*EXERCISE OBJECTIVE*
All lines of the entries with "crate" in them must be listed.

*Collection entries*
╭──

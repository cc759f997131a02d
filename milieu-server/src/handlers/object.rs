use actix_web::{web, HttpResponse};
use base64::engine::general_purpose::STANDARD as b64;
use base64::Engine;
use milieu_common::db::object::{ObjectPutOutcome, ObjectRecord};
use milieu_common::db::{self, DaoError, DbThreadPool};
use milieu_common::models::env_object::EnvObject;
use milieu_common::validators;
use serde::Deserialize;
use uuid::Uuid;

use crate::env::Config;
use crate::handlers::error::HttpErrorResponse;
use crate::handlers::{access, unix_millis};
use crate::middleware::auth::AuthenticatedUser;

#[derive(Deserialize)]
pub struct PushObjectRequest {
    pub path: Option<String>,
    pub nonce: Option<String>,
    pub ciphertext: Option<String>,
    pub aad: Option<String>,
    pub ciphertext_hash: Option<String>,
    pub client_created_at: Option<String>,
    pub schema_version: Option<i32>,
}

#[derive(Deserialize)]
pub struct ObjectKeyQuery {
    pub path: Option<String>,
}

#[derive(Deserialize)]
pub struct ObjectVersionQuery {
    pub path: Option<String>,
    pub version: Option<i32>,
}

fn object_json(object: &EnvObject) -> serde_json::Value {
    serde_json::json!({
        "path": object.path,
        "nonce": object.nonce,
        "ciphertext": b64.encode(&object.ciphertext),
        "aad": object.aad,
        "ciphertext_hash": object.ciphertext_hash,
        "version": object.version,
        "created_at": unix_millis(object.created_at),
        "client_created_at": object.client_created_at,
        "schema_version": object.schema_version,
    })
}

fn is_retryable(error: &DaoError) -> bool {
    matches!(
        error,
        DaoError::QueryFailure(diesel::result::Error::DatabaseError(
            diesel::result::DatabaseErrorKind::SerializationFailure
                | diesel::result::DatabaseErrorKind::UniqueViolation,
            _,
        ))
    )
}

pub async fn push(
    db_thread_pool: web::Data<DbThreadPool>,
    config: web::Data<Config>,
    authenticated_user: AuthenticatedUser,
    path_params: web::Path<(Uuid, String)>,
    body: web::Json<PushObjectRequest>,
) -> Result<HttpResponse, HttpErrorResponse> {
    let (repo_id, branch) = path_params.into_inner();
    let body = body.into_inner();

    access::require_write(&db_thread_pool, repo_id, authenticated_user.user_id).await?;

    let (Some(path), Some(nonce), Some(ciphertext), Some(aad), Some(ciphertext_hash)) = (
        body.path,
        body.nonce,
        body.ciphertext,
        body.aad,
        body.ciphertext_hash,
    ) else {
        return Err(HttpErrorResponse::InvalidRequest);
    };

    if !validators::is_valid_env_path(&path) {
        return Err(HttpErrorResponse::InvalidPath);
    }

    let ciphertext = b64
        .decode(&ciphertext)
        .map_err(|_| HttpErrorResponse::InvalidCiphertext)?;
    if ciphertext.is_empty() {
        return Err(HttpErrorResponse::InvalidCiphertext);
    }

    let schema_version = body.schema_version.unwrap_or(1);
    let user_id = authenticated_user.user_id;
    let max_repo_bytes = config.max_repo_bytes;
    let history_limit = config.object_history_limit;

    // Concurrent pushes to the same key can collide on the version number.
    // The losing transaction is retried once against the new state.
    let mut attempts_left = 2;
    let outcome = loop {
        attempts_left -= 1;

        let object_dao = db::object::Dao::new(&db_thread_pool);
        let branch = branch.clone();
        let path = path.clone();
        let nonce = nonce.clone();
        let ciphertext = ciphertext.clone();
        let aad = aad.clone();
        let ciphertext_hash = ciphertext_hash.clone();
        let client_created_at = body.client_created_at.clone();

        let result = web::block(move || {
            object_dao.put_object(
                ObjectRecord {
                    repo_id,
                    branch: &branch,
                    path: &path,
                    nonce: &nonce,
                    ciphertext: &ciphertext,
                    aad: &aad,
                    ciphertext_hash: &ciphertext_hash,
                    client_created_at: client_created_at.as_deref(),
                    schema_version,
                },
                user_id,
                max_repo_bytes,
                history_limit,
            )
        })
        .await?;

        match result {
            Ok(outcome) => break outcome,
            Err(e) if is_retryable(&e) && attempts_left > 0 => continue,
            Err(e) => {
                log::error!("{e}");
                return Err(HttpErrorResponse::InternalError);
            }
        }
    };

    match outcome {
        ObjectPutOutcome::Stored(stored) => Ok(HttpResponse::Ok().json(object_json(&stored))),
        ObjectPutOutcome::QuotaExceeded => Err(HttpErrorResponse::RepoSizeExceeded),
    }
}

pub async fn get_latest(
    db_thread_pool: web::Data<DbThreadPool>,
    authenticated_user: AuthenticatedUser,
    path_params: web::Path<(Uuid, String)>,
    query: web::Query<ObjectKeyQuery>,
) -> Result<HttpResponse, HttpErrorResponse> {
    let (repo_id, branch) = path_params.into_inner();

    access::require_read(&db_thread_pool, repo_id, authenticated_user.user_id).await?;

    let path = query
        .into_inner()
        .path
        .ok_or(HttpErrorResponse::MissingParam("missing_path"))?;

    let object_dao = db::object::Dao::new(&db_thread_pool);
    let object = match web::block(move || object_dao.get_latest(repo_id, &branch, &path)).await? {
        Ok(object) => object,
        Err(DaoError::QueryFailure(diesel::result::Error::NotFound)) => {
            return Err(HttpErrorResponse::NotFound);
        }
        Err(e) => {
            log::error!("{e}");
            return Err(HttpErrorResponse::InternalError);
        }
    };

    Ok(HttpResponse::Ok().json(object_json(&object)))
}

pub async fn get_version(
    db_thread_pool: web::Data<DbThreadPool>,
    authenticated_user: AuthenticatedUser,
    path_params: web::Path<(Uuid, String)>,
    query: web::Query<ObjectVersionQuery>,
) -> Result<HttpResponse, HttpErrorResponse> {
    let (repo_id, branch) = path_params.into_inner();

    access::require_read(&db_thread_pool, repo_id, authenticated_user.user_id).await?;

    let query = query.into_inner();
    let (Some(path), Some(version)) = (query.path, query.version) else {
        return Err(HttpErrorResponse::MissingParam("missing_params"));
    };

    let object_dao = db::object::Dao::new(&db_thread_pool);
    let object =
        match web::block(move || object_dao.get_version(repo_id, &branch, &path, version)).await? {
            Ok(object) => object,
            Err(DaoError::QueryFailure(diesel::result::Error::NotFound)) => {
                return Err(HttpErrorResponse::NotFound);
            }
            Err(e) => {
                log::error!("{e}");
                return Err(HttpErrorResponse::InternalError);
            }
        };

    Ok(HttpResponse::Ok().json(object_json(&object)))
}

pub async fn get_history(
    db_thread_pool: web::Data<DbThreadPool>,
    authenticated_user: AuthenticatedUser,
    path_params: web::Path<(Uuid, String)>,
    query: web::Query<ObjectKeyQuery>,
) -> Result<HttpResponse, HttpErrorResponse> {
    let (repo_id, branch) = path_params.into_inner();

    access::require_read(&db_thread_pool, repo_id, authenticated_user.user_id).await?;

    let path = query
        .into_inner()
        .path
        .ok_or(HttpErrorResponse::MissingParam("missing_path"))?;

    let object_dao = db::object::Dao::new(&db_thread_pool);
    let history = match web::block(move || object_dao.get_history(repo_id, &branch, &path)).await? {
        Ok(history) => history,
        Err(e) => {
            log::error!("{e}");
            return Err(HttpErrorResponse::InternalError);
        }
    };

    let entries: Vec<serde_json::Value> = history
        .iter()
        .map(|(version, created_at, ciphertext_hash)| {
            serde_json::json!({
                "version": version,
                "created_at": unix_millis(*created_at),
                "ciphertext_hash": ciphertext_hash,
            })
        })
        .collect();

    Ok(HttpResponse::Ok().json(entries))
}

pub async fn list_branches(
    db_thread_pool: web::Data<DbThreadPool>,
    authenticated_user: AuthenticatedUser,
    path_params: web::Path<Uuid>,
) -> Result<HttpResponse, HttpErrorResponse> {
    let repo_id = path_params.into_inner();

    access::require_read(&db_thread_pool, repo_id, authenticated_user.user_id).await?;

    let object_dao = db::object::Dao::new(&db_thread_pool);
    let branches = match web::block(move || object_dao.list_branches(repo_id)).await? {
        Ok(branches) => branches,
        Err(e) => {
            log::error!("{e}");
            return Err(HttpErrorResponse::InternalError);
        }
    };

    Ok(HttpResponse::Ok().json(serde_json::json!({ "branches": branches })))
}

╰──

*OUTPUT FOR THIS TASK*
use crate::env::Config;
use crate::handlers::error::HttpErrorResponse;
use crate::handlers::{access, unix_millis};
use crate::middleware::auth::AuthenticatedUser;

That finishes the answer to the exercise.